Perú: salvan a Kuczynski y se habla de un canje por el indulto a Fujimori

El mandatario resistió el embate del Congreso con ayuda del hijo de Fujimori, que rompió su bloque.

Pedro Pablo Kuczynski seguirá siendo el presidente de Perú. Tras una dramática sesión en el Congreso, finalmente se rechazó el pedido de destitución gracias a un fundamental aporte de un sector del fujimorismo, motivado por los rumores de un inminente indulto del detenido Alberto Fujimori.

El resultado fue inesperado, pero ya durante la sesión quedó claro que un grupo importante de legisladores que en la previa se contaban como favorables a la destitución, empezaban a mostrar dudas. Así, al final del día hubo 19 votos en contra y 21 abstenciones que resultaron claves.

En ese grupo se cuenta el aporte fundamental de una parte importante del bloque Fuerza Popular, el fujimorismo, que fue el que impulsó la destitución. Diez legisladores de esa bancada anunciaron la sorpresiva abstención, incluido Kenji Fujimori, el hijo menor del ex presidente.

«Me pregunto si la declaración de vacancia contribuirá a la gobernabilidad. Esto proyectaría un periodo de turbulencia política con efectos negativos al desarrollo económico en perjuicio de la población», argumentó Kenji, que sumó al grupo de legisladores cercanos a él. Uno de ellos, Clayton Galván, admitió haber hablado en la previa con el ex presidente.

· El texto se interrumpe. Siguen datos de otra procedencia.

//! Event adapter between input sources and the controller.
//!
//! DESIGN
//! ======
//! `run` is the only place that waits. It `select!`s over UI events and
//! inbound frames and applies each one to the controller as it arrives, so
//! the controller itself stays synchronous and testable without a runtime.
//! Inbound frames are polled first: a lock that is already queued must land
//! before a queued submit is considered.
//!
//! Either channel closing ends the loop: no more input means the user left,
//! no more frames means every transport sender is gone.

use frames::Frame;
use tokio::sync::mpsc;
use tracing::info;

use crate::controller::ChatWidgetController;
use crate::transport::Transport;
use crate::view::ChatView;

/// A user action aimed at the controller.
#[derive(Clone, Debug, PartialEq, Eq)]
pub enum UiEvent {
    Submit(String),
    ToggleWinners,
    RequestLock(bool),
    Announce(Vec<String>),
    Quit,
}

/// One parsed line of terminal input.
#[derive(Clone, Debug, PartialEq, Eq)]
pub enum Input {
    Event(UiEvent),
    /// Verify a payment reference. Handled outside the controller.
    Pay(String),
}

/// Parse a terminal line. Unknown slash commands are sent as plain text.
#[must_use]
pub fn parse_input(line: &str) -> Input {
    let trimmed = line.trim();
    let (command, rest) = trimmed
        .split_once(char::is_whitespace)
        .map_or((trimmed, ""), |(c, r)| (c, r.trim()));

    let event = match command {
        "/winners" => UiEvent::ToggleWinners,
        "/lock" => UiEvent::RequestLock(true),
        "/unlock" => UiEvent::RequestLock(false),
        "/quit" | "/exit" => UiEvent::Quit,
        "/announce" => UiEvent::Announce(
            rest.split(',')
                .map(str::trim)
                .filter(|n| !n.is_empty())
                .map(ToOwned::to_owned)
                .collect(),
        ),
        "/pay" if !rest.is_empty() => return Input::Pay(rest.to_owned()),
        _ => UiEvent::Submit(line.to_owned()),
    };
    Input::Event(event)
}

/// Apply one UI event. Returns `false` when the session should end.
pub fn apply_ui<V: ChatView, T: Transport>(controller: &mut ChatWidgetController<V, T>, event: UiEvent) -> bool {
    match event {
        UiEvent::Submit(text) => {
            controller.submit_local_message(&text);
        }
        UiEvent::ToggleWinners => {
            controller.toggle_winners_panel();
        }
        UiEvent::RequestLock(locked) => {
            controller.request_lock(locked);
        }
        UiEvent::Announce(names) => {
            controller.announce_winners(&names);
        }
        UiEvent::Quit => return false,
    }
    true
}

/// Drive the controller until the user quits or a channel closes.
pub async fn run<V: ChatView, T: Transport>(
    controller: &mut ChatWidgetController<V, T>,
    mut ui: mpsc::Receiver<UiEvent>,
    mut inbound: mpsc::Receiver<Frame>,
) {
    loop {
        tokio::select! {
            biased;

            frame = inbound.recv() => {
                let Some(frame) = frame else {
                    info!("adapter: transport closed");
                    break;
                };
                controller.handle_frame(&frame);
            }
            event = ui.recv() => {
                let Some(event) = event else {
                    info!("adapter: input closed");
                    break;
                };
                if !apply_ui(controller, event) {
                    info!("adapter: quit requested");
                    break;
                }
            }
        }
    }
}

#[cfg(test)]
#[path = "adapter_test.rs"]
mod tests;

La decisión provocó una turbulencia dentro del bloque y hasta Kenji protagonizó una fuerte discusión con un compañero en pleno recinto. La actitud del menor de los Fujimori llamó la atención de los medios peruanos ya que tras la votación se retiró llorando y luego publicó un sugestivo tuit, que despertó variadas interpretaciones.

La actitud de los diez legisladores fujimoristas disparó los rumores sobre el posible indulto presidencial a Alberto Fujimori (que cumple una pena de 25 años por delitos de lesa humanidad), luego de que durante la jornada circularon versiones sobre la existencia de un informe médico a favor de esa decisión.

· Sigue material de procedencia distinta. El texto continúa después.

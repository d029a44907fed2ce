//! Inbound frame parsing.
//!
//! Turns raw transport frames into typed events the controller applies.
//! Payload fields are read leniently: the server has shipped several
//! spellings (`text`/`message`, `from`/`username`) and history rows use
//! their own column names, so each field tries a list of keys in order.

use frames::{Frame, Status, syscall};
use serde_json::Value;

/// A chat line received from the transport, before echo suppression.
#[derive(Clone, Debug, PartialEq, Eq)]
pub struct RemoteMessage {
    /// Connection identifier of the sender, when known.
    pub origin: Option<String>,
    /// Display name of the sender, when known.
    pub author: Option<String>,
    pub text: String,
    /// Milliseconds since the Unix epoch, when the payload carried a number.
    pub timestamp: Option<i64>,
}

/// Result of a payment verification.
#[derive(Clone, Debug, PartialEq, Eq)]
pub enum PaymentStatus {
    Success,
    Failed,
    Pending,
    /// No payment on record and one is needed to chat.
    Required,
    Unknown(String),
}

impl PaymentStatus {
    #[must_use]
    pub fn parse(raw: &str) -> Self {
        match raw.trim().to_ascii_lowercase().as_str() {
            "success" => Self::Success,
            "failed" => Self::Failed,
            "pending" => Self::Pending,
            "required" => Self::Required,
            other => Self::Unknown(other.to_owned()),
        }
    }

    #[must_use]
    pub fn as_str(&self) -> &str {
        match self {
            Self::Success => "success",
            Self::Failed => "failed",
            Self::Pending => "pending",
            Self::Required => "required",
            Self::Unknown(raw) => raw,
        }
    }
}

/// Everything the controller reacts to from the transport side.
#[derive(Clone, Debug, PartialEq, Eq)]
pub enum InboundEvent {
    Connected { client_id: String, username: Option<String> },
    Message(RemoteMessage),
    History(Vec<RemoteMessage>),
    Status { locked: bool },
    Payment(PaymentStatus),
    Announcement(String),
    PaymentReset,
    SessionReset { message: String, session_code: Option<String> },
    Error(String),
}

const SESSION_RESET_NOTICE: &str = "Chat session reset. Payment required to continue chatting.";

/// Parse one frame. Returns `None` for frames the widget has no use for.
#[must_use]
pub fn parse_frame(frame: &Frame) -> Option<InboundEvent> {
    match frame.status {
        Status::Cancel => return None,
        Status::Error => {
            let message = frame_error_message(frame)
                .map_or_else(|| format!("{} failed", frame.syscall), ToOwned::to_owned);
            return Some(InboundEvent::Error(message));
        }
        Status::Request | Status::Item | Status::Done => {}
    }

    match frame.syscall.as_str() {
        syscall::SESSION_CONNECTED => {
            let client_id = pick_str(&frame.data, &["client_id", "sid"])?.to_owned();
            let username = pick_str(&frame.data, &["username", "user_name"]).map(ToOwned::to_owned);
            Some(InboundEvent::Connected { client_id, username })
        }
        syscall::CHAT_MESSAGE => parse_remote_message(frame, &frame.data).map(InboundEvent::Message),
        syscall::CHAT_HISTORY => {
            let rows = frame.data.get("messages")?.as_array()?;
            let list = rows
                .iter()
                .filter_map(|row| parse_remote_message(frame, row))
                .collect();
            Some(InboundEvent::History(list))
        }
        syscall::CHAT_STATUS => {
            let locked = frame.data.get("locked")?.as_bool()?;
            Some(InboundEvent::Status { locked })
        }
        syscall::PAYMENT_STATUS => {
            let raw = pick_str(&frame.data, &["status"])?;
            Some(InboundEvent::Payment(PaymentStatus::parse(raw)))
        }
        syscall::CHAT_ANNOUNCEMENT => {
            let text = pick_str(&frame.data, &["text", "message"])?.trim();
            if text.is_empty() {
                return None;
            }
            Some(InboundEvent::Announcement(text.to_owned()))
        }
        syscall::PAYMENT_RESET => Some(InboundEvent::PaymentReset),
        syscall::SESSION_RESET => Some(InboundEvent::SessionReset {
            message: pick_str(&frame.data, &["message"])
                .unwrap_or(SESSION_RESET_NOTICE)
                .to_owned(),
            session_code: pick_str(&frame.data, &["session_code"])
                .map(ToOwned::to_owned)
                .or_else(|| frame.session.clone()),
        }),
        syscall::GATEWAY_ERROR => {
            let message = frame_error_message(frame).unwrap_or("gateway error");
            Some(InboundEvent::Error(message.to_owned()))
        }
        _ => None,
    }
}

/// Parse a chat line from `data`, falling back to frame metadata.
/// Rows without text are rejected.
fn parse_remote_message(frame: &Frame, data: &Value) -> Option<RemoteMessage> {
    let text = pick_str(data, &["text", "message", "content"])?.to_owned();

    let origin = pick_str(data, &["id", "client_id", "user_id"])
        .or(frame.from.as_deref())
        .map(ToOwned::to_owned);

    let author = pick_str(data, &["from", "username", "from_user", "user_name"]).map(ToOwned::to_owned);

    let timestamp = pick_i64(data, &["timestamp", "ts"]);

    Some(RemoteMessage { origin, author, text, timestamp })
}

fn frame_error_message(frame: &Frame) -> Option<&str> {
    pick_str(&frame.data, &["message", "msg", "error"])
}

fn pick_str<'a>(data: &'a Value, keys: &[&str]) -> Option<&'a str> {
    keys.iter().find_map(|key| data.get(key).and_then(Value::as_str))
}

#[allow(clippy::cast_possible_truncation)]
fn pick_i64(data: &Value, keys: &[&str]) -> Option<i64> {
    keys.iter().find_map(|key| {
        let value = data.get(key)?;
        value.as_i64().or_else(|| {
            value
                .as_f64()
                .filter(|v| v.is_finite() && v.fract() == 0.0)
                .map(|v| v as i64)
        })
    })
}

#[cfg(test)]
#[path = "inbound_test.rs"]
mod tests;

«Han sido muchas las ocasiones que este gobierno ha jugado con la libertad del presidente Fujimori por lo que no me sorprendería que lo esté volviendo a hacer», disparó la congresista Cecilia Chacón, compañera de Kenji en el bloque Fuerza Popular.

Ante este revuelo Kuczynski tuvo que salir a despegarse. «El gobierno no negocia indultos, eso no es tema de negociación», aclaró la jefa del Gabinete Mercedes Aráoz. En tanto, los ministerios de Salud y Justicia aclararon que no tienen constancia de la existencia del informe médico que circuló en las redes sociales.

En la votación también hubo dos abstenciones importantes en el bloque Alianza para el Progreso (derecha) y otras dos el bloque Aprista (el partido de Alan García), que habían llamado a votar a favor de la destitución. Además, fue decisiva la decisión de los legisladores del izquierdista Nuevo Perú, que se retiraron antes de la votación y exhibieron carteles que decían «Ni golpismo ni lobbismo».

Antes del debate, Kuczynski ejerció su defensa durante más de dos horas, acompañado por su abogado, Alberto Borea. En su alegato, el presidente pidió a los congresistas que «salven la democracia», a la vez que negó haber favorecido a Odebrecht o mentido en su relación con esa constructora. «No está en juego mi permanencia en el cargo, está en juego la estabilidad democrática, no apoyen una vacancia sin sustento, porque el pueblo no olvida, ni perdona», expresó.

El jefe de Estado peruano se presentó ante los legisladores para defenderse de la moción de vacancia por «permanente incapacidad moral», solicitada por la asesoría financiera que su empresa Westfield Capital dio a Odebrecht entre 2004 y 2007 por un proyecto de irrigación en Perú.

También pidió disculpas porque, según dijo, debió «ser el primero en advertir las dificultades para sanar las heridas, tras la contienda democrática» de 2016, en las que venció por estrecho margen a la actual líder opositora, Keiko Fujimori, también salpicada por el caso Odebrecht.

Kuczynski reiteró que es propietario de Westfield Capital, dedicada a asesorías financieras desde 1992, y que cuando fue ministro del Gobierno de Alejandro Toledo (2001-2006) esa compañía era gestionada por su ex socio Gerardo Sepúlveda.

Remarcó que «la norma prohíbe que (un funcionario público) gestione intereses propios o de terceros, pero los dividendos que un empresario recibe por parte de una empresa son por la propiedad de la misma, no por su gestión». «Soy un hombre honesto, jamás he recibido una coima o un soborno, que haya torcido mi voluntad. Ni mi empresa ni yo hemos contratado con el Gobierno, jamás incurrí en conflicto de intereses», sostuvo.